Which brings up the question—who exactly is Hindu?  Michaels explains that the British census takers considered anyone who wasn’t expressly Muslim or Christian as Hindu, which probably yields an underestimation, because Hindus can also be those things.  The Wikipedia entry counts about a billion worldwide, the vast majority being in India and Nepal.  Is it possible to convert to Hinduism?  Can a Hindu convert to another religion?  There is some controversy, but it seems implausible.  Can one convert to another family from the one in which they are born?   Although in the West it is pretended, through the marriage and adoption regime, that families are temporary, voluntary associations, such is not the case in India among Hindus.  One is born to a family whose origins and social and eternal significance is carefully managed through the rituals and beliefs of…Hinduism.

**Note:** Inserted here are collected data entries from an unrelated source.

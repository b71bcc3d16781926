//! # 鉴权中间件
//!
//! 提供基于 JWT 的身份验证。两类主体：
//! - `role = "user"`：浏览器前端登录获得，必须对应存在的用户记录；
//! - `role = "service"`：Discord 桥等内部服务持有的长效 Token，
//!   不做用户表回查 (它代多个用户发起操作，目标用户在请求体中)。

use axum::extract::{FromRequestParts, Request, State};
use axum::http::request::Parts;
use axum::middleware::Next;
use axum::response::Response;
use jsonwebtoken::{DecodingKey, EncodingKey, Header, Validation, decode, encode};

use crate::error::ApiError;
use crate::server::AppState;
use crate::types::Claims;

/// 服务主体的角色标记
pub const ROLE_SERVICE: &str = "service";
/// 普通用户的角色标记
pub const ROLE_USER: &str = "user";

/// 提取并验证 Authorization: Bearer <token>
pub async fn auth_middleware(
    State(state): State<AppState>,
    mut req: Request,
    next: Next,
) -> Result<Response, ApiError> {
    let auth_header = req.headers().get(axum::http::header::AUTHORIZATION);

    let token = match auth_header {
        Some(header_val) => {
            let s = header_val
                .to_str()
                .map_err(|_| ApiError::Unauthorized("Invalid auth header".into()))?;
            if !s.starts_with("Bearer ") {
                tracing::warn!("Invalid Bearer format");
                return Err(ApiError::Unauthorized("Invalid Bearer format".into()));
            }
            s[7..].to_string()
        }
        None => {
            tracing::warn!("Missing Authorization header");
            return Err(ApiError::Unauthorized("Missing Authorization header".into()));
        }
    };

    let claims = match verify_jwt(&token, &state.app_config.server.jwt_secret) {
        Ok(c) => c,
        Err(e) => {
            tracing::warn!("JWT verification failed: {:?}", e);
            return Err(e);
        }
    };

    // 普通用户必须仍然存在于用户表中；服务主体直接放行
    if claims.role != ROLE_SERVICE {
        state
            .user_store
            .get_user(&claims.sub)
            .await
            .map_err(|e| ApiError::Internal(format!("DB Error: {}", e)))?
            .ok_or_else(|| ApiError::Unauthorized("User not found".into()))?;
    }

    // 将主体信息注入 request extensions
    // 以便 downstream handlers 用 `CurrentActor` 提取
    req.extensions_mut().insert(claims);

    Ok(next.run(req).await)
}

/// 验证 JWT 返回强类型 Claims
pub fn verify_jwt(token: &str, secret: &str) -> Result<Claims, ApiError> {
    let mut validation = Validation::default();
    validation.set_required_spec_claims(&["exp", "sub"]);

    let token_data = decode::<Claims>(
        token,
        &DecodingKey::from_secret(secret.as_ref()),
        &validation,
    )
    .map_err(|_| ApiError::Unauthorized("Invalid or expired token".into()))?;

    Ok(token_data.claims)
}

/// 签发一枚 JWT。登录路由与 App 启动时的服务 Token 共用此函数。
pub fn issue_jwt(
    secret: &str,
    sub: &str,
    role: &str,
    ttl_secs: u64,
) -> Result<String, ApiError> {
    let exp = usize::try_from(chrono::Utc::now().timestamp())
        .map_err(|_| ApiError::Internal("Clock before epoch".into()))?
        + usize::try_from(ttl_secs).map_err(|_| ApiError::Internal("TTL overflow".into()))?;

    let claims = Claims {
        sub: sub.to_string(),
        role: role.to_string(),
        exp,
    };

    encode(
        &Header::default(),
        &claims,
        &EncodingKey::from_secret(secret.as_ref()),
    )
    .map_err(|_| ApiError::Internal("Failed to generate token".into()))
}

// 在提取器中获取当前主体的快捷方式
pub struct CurrentActor(pub Claims);

impl<S> FromRequestParts<S> for CurrentActor
where
    S: Send + Sync,
{
    type Rejection = ApiError;

    async fn from_request_parts(parts: &mut Parts, _state: &S) -> Result<Self, Self::Rejection> {
        let claims = parts
            .extensions
            .get::<Claims>()
            .cloned()
            .ok_or_else(|| ApiError::Unauthorized("Missing actor context".into()))?;
        Ok(CurrentActor(claims))
    }
}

A Western hippie may come under the spell of some Indian guru, internalizing and accepting into his heart the (a?) Hindu way of life and thinking, but he will never really be Hindu because he wasn’t born to it.

I would say Michaels is a quite competent Indologist, and thereby expositor of Hinduism, but I’ve really nothing through which I might compare him.  Hinduism reflects what can only be an encyclopedic knowledge of Hinduism’s history, beliefs, rituals and practices.  At only 344 pages (excluding notes), it packs a whole lot of knowledge into quite a small package.  The book is reasonably well-written.  Michaels won’t win any prizes for his prose, but he wrote the book in German.  Everything loses a bit in translation.  Except towards the end, where he gets bogged down explaining Hindu salvation theology, the book should be accessible to most non-academicians, though Michaels’ academic style of prose might be off-putting to some (as it was to me at times).

A book about Hinduism is necessarily also a book about Indian culture, and more than anything, that’s what Hindusm felt like while reading it.  Thus far, everything I know of India has been provided by Western observers.  It might be useful to see what an Indian would observe of their culture and religion.  But it might be hard for one tangled in that thicket of briars and brambles to gain an objective perspective.  I’m reminded of David Foster Wallace’s commencement speech, This is Water, in which an old fish asks two young fish as they’re swimming by, “How’s the water?”  One of the young fishes looks to the other bewildered, saying, “What the hell is water?”  An Indian asked to explain his religion whilst immersed in it might well answer, “What the hell is Hinduism?”